**Work required:**
Go through the lines below and copy each one that holds the string "clamp".

**Records supplied:**
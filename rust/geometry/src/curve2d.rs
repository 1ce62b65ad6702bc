// This Source Code Form is subject to the terms of the Mozilla Public
// License, v. 2.0. If a copy of the MPL was not distributed with this
// file, You can obtain one at https://mozilla.org/MPL/2.0/.

//! 2D parametric curves over `t ∈ [0, 1]`.
//!
//! The variant set is closed, so curves are a plain enum dispatched by
//! `match`. `tangent_at` returns the derivative `dP/dt`, not a unit vector,
//! which makes `∫|tangent| dt` equal to the curve length.

use std::f64::consts::{FRAC_PI_2, TAU};

use nalgebra::{Point2, Vector2};

use crate::math::Bounds2;

/// Straight segment from `start` to `end`.
#[derive(Debug, Clone, PartialEq)]
pub struct Line2D {
    pub start: Point2<f64>,
    pub end: Point2<f64>,
}

impl Line2D {
    pub fn new(start: Point2<f64>, end: Point2<f64>) -> Self {
        Self { start, end }
    }
}

/// Full circle, starting at angle 0 and running counter-clockwise.
#[derive(Debug, Clone, PartialEq)]
pub struct Circle2D {
    pub center: Point2<f64>,
    pub radius: f64,
}

impl Circle2D {
    pub fn new(center: Point2<f64>, radius: f64) -> Self {
        Self { center, radius }
    }
}

/// Circular arc between two angles in radians.
///
/// `end_angle < start_angle` describes a clockwise arc.
#[derive(Debug, Clone, PartialEq)]
pub struct Arc2D {
    pub center: Point2<f64>,
    pub radius: f64,
    pub start_angle: f64,
    pub end_angle: f64,
}

impl Arc2D {
    pub fn new(center: Point2<f64>, radius: f64, start_angle: f64, end_angle: f64) -> Self {
        Self {
            center,
            radius,
            start_angle,
            end_angle,
        }
    }

    #[inline]
    fn sweep(&self) -> f64 {
        self.end_angle - self.start_angle
    }
}

/// Polyline through control points, parameterized by cumulative length.
#[derive(Debug, Clone, PartialEq)]
pub struct Spline2D {
    control_points: Vec<Point2<f64>>,
    /// `cumulative[i]` is the arc length from the first point to point `i`.
    cumulative: Vec<f64>,
}

impl Spline2D {
    pub fn new(control_points: Vec<Point2<f64>>) -> Self {
        let mut cumulative = Vec::with_capacity(control_points.len());
        let mut acc = 0.0;
        for (i, p) in control_points.iter().enumerate() {
            if i > 0 {
                acc += (p - control_points[i - 1]).norm();
            }
            cumulative.push(acc);
        }
        Self {
            control_points,
            cumulative,
        }
    }

    pub fn control_points(&self) -> &[Point2<f64>] {
        &self.control_points
    }

    fn total_length(&self) -> f64 {
        self.cumulative.last().copied().unwrap_or(0.0)
    }

    fn point_at(&self, t: f64) -> Point2<f64> {
        let n = self.control_points.len();
        match n {
            0 => return Point2::origin(),
            1 => return self.control_points[0],
            _ => {}
        }
        let total = self.total_length();
        if total <= 0.0 {
            return self.control_points[0];
        }
        let target = t.clamp(0.0, 1.0) * total;
        // First point whose cumulative length reaches the target ends the segment.
        let hi = self
            .cumulative
            .partition_point(|&len| len < target)
            .clamp(1, n - 1);
        let lo = hi - 1;
        let seg = self.cumulative[hi] - self.cumulative[lo];
        if seg <= 0.0 {
            return self.control_points[hi];
        }
        let local = (target - self.cumulative[lo]) / seg;
        self.control_points[lo] + (self.control_points[hi] - self.control_points[lo]) * local
    }

    fn tangent_at(&self, t: f64) -> Vector2<f64> {
        const DT: f64 = 1e-6;
        let t0 = (t - DT).max(0.0);
        let t1 = (t + DT).min(1.0);
        if t1 <= t0 {
            return Vector2::zeros();
        }
        (self.point_at(t1) - self.point_at(t0)) / (t1 - t0)
    }
}

/// A 2D curve of one of the supported kinds.
#[derive(Debug, Clone, PartialEq)]
pub enum Curve2D {
    Line(Line2D),
    Circle(Circle2D),
    Arc(Arc2D),
    Spline(Spline2D),
}

impl Curve2D {
    pub fn point_at(&self, t: f64) -> Point2<f64> {
        match self {
            Curve2D::Line(l) => l.start + (l.end - l.start) * t,
            Curve2D::Circle(c) => {
                let a = t * TAU;
                c.center + Vector2::new(a.cos(), a.sin()) * c.radius
            }
            Curve2D::Arc(a) => {
                let angle = a.start_angle + t * a.sweep();
                a.center + Vector2::new(angle.cos(), angle.sin()) * a.radius
            }
            Curve2D::Spline(s) => s.point_at(t),
        }
    }

    /// Derivative `dP/dt` at `t`.
    pub fn tangent_at(&self, t: f64) -> Vector2<f64> {
        match self {
            Curve2D::Line(l) => l.end - l.start,
            Curve2D::Circle(c) => {
                let a = t * TAU;
                Vector2::new(-a.sin(), a.cos()) * (c.radius * TAU)
            }
            Curve2D::Arc(a) => {
                let angle = a.start_angle + t * a.sweep();
                Vector2::new(-angle.sin(), angle.cos()) * (a.radius * a.sweep())
            }
            Curve2D::Spline(s) => s.tangent_at(t),
        }
    }

    pub fn length(&self) -> f64 {
        match self {
            Curve2D::Line(l) => (l.end - l.start).norm(),
            Curve2D::Circle(c) => TAU * c.radius,
            Curve2D::Arc(a) => a.sweep().abs() * a.radius,
            Curve2D::Spline(s) => s.total_length(),
        }
    }

    pub fn start_point(&self) -> Point2<f64> {
        self.point_at(0.0)
    }

    pub fn end_point(&self) -> Point2<f64> {
        self.point_at(1.0)
    }

    /// Axis-aligned bounds of the curve.
    pub fn bounds(&self) -> Bounds2 {
        match self {
            Curve2D::Line(l) => {
                let mut b = Bounds2::from_point(l.start);
                b.include(&l.end);
                b
            }
            Curve2D::Circle(c) => {
                let r = Vector2::new(c.radius, c.radius);
                Bounds2 {
                    min: c.center - r,
                    max: c.center + r,
                }
            }
            Curve2D::Arc(a) => arc_bounds(a),
            Curve2D::Spline(s) => {
                Bounds2::from_points(s.control_points.iter().copied()).unwrap_or_else(Bounds2::zero)
            }
        }
    }

    /// `true` for curves whose end coincides with their start by construction.
    pub fn is_periodic(&self) -> bool {
        matches!(self, Curve2D::Circle(_))
    }

    /// The same point set traversed end to start. Full circles have no
    /// distinguished direction and come back unchanged.
    pub fn reversed(&self) -> Curve2D {
        match self {
            Curve2D::Line(l) => Curve2D::Line(Line2D::new(l.end, l.start)),
            Curve2D::Circle(c) => Curve2D::Circle(c.clone()),
            Curve2D::Arc(a) => Curve2D::Arc(Arc2D::new(a.center, a.radius, a.end_angle, a.start_angle)),
            Curve2D::Spline(s) => {
                Curve2D::Spline(Spline2D::new(s.control_points.iter().rev().copied().collect()))
            }
        }
    }
}

/// Exact arc bounds: the endpoints plus every axis extreme the sweep passes.
fn arc_bounds(arc: &Arc2D) -> Bounds2 {
    let point = |angle: f64| arc.center + Vector2::new(angle.cos(), angle.sin()) * arc.radius;
    let (lo, hi) = if arc.sweep() >= 0.0 {
        (arc.start_angle, arc.end_angle)
    } else {
        (arc.end_angle, arc.start_angle)
    };
    let mut bounds = Bounds2::from_point(point(lo));
    bounds.include(&point(hi));
    let mut k = (lo / FRAC_PI_2).ceil();
    while k * FRAC_PI_2 <= hi {
        bounds.include(&point(k * FRAC_PI_2));
        k += 1.0;
    }
    bounds
}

**Solved problem:**
        let target = t.clamp(0.0, 1.0) * total;
            .clamp(1, n - 1);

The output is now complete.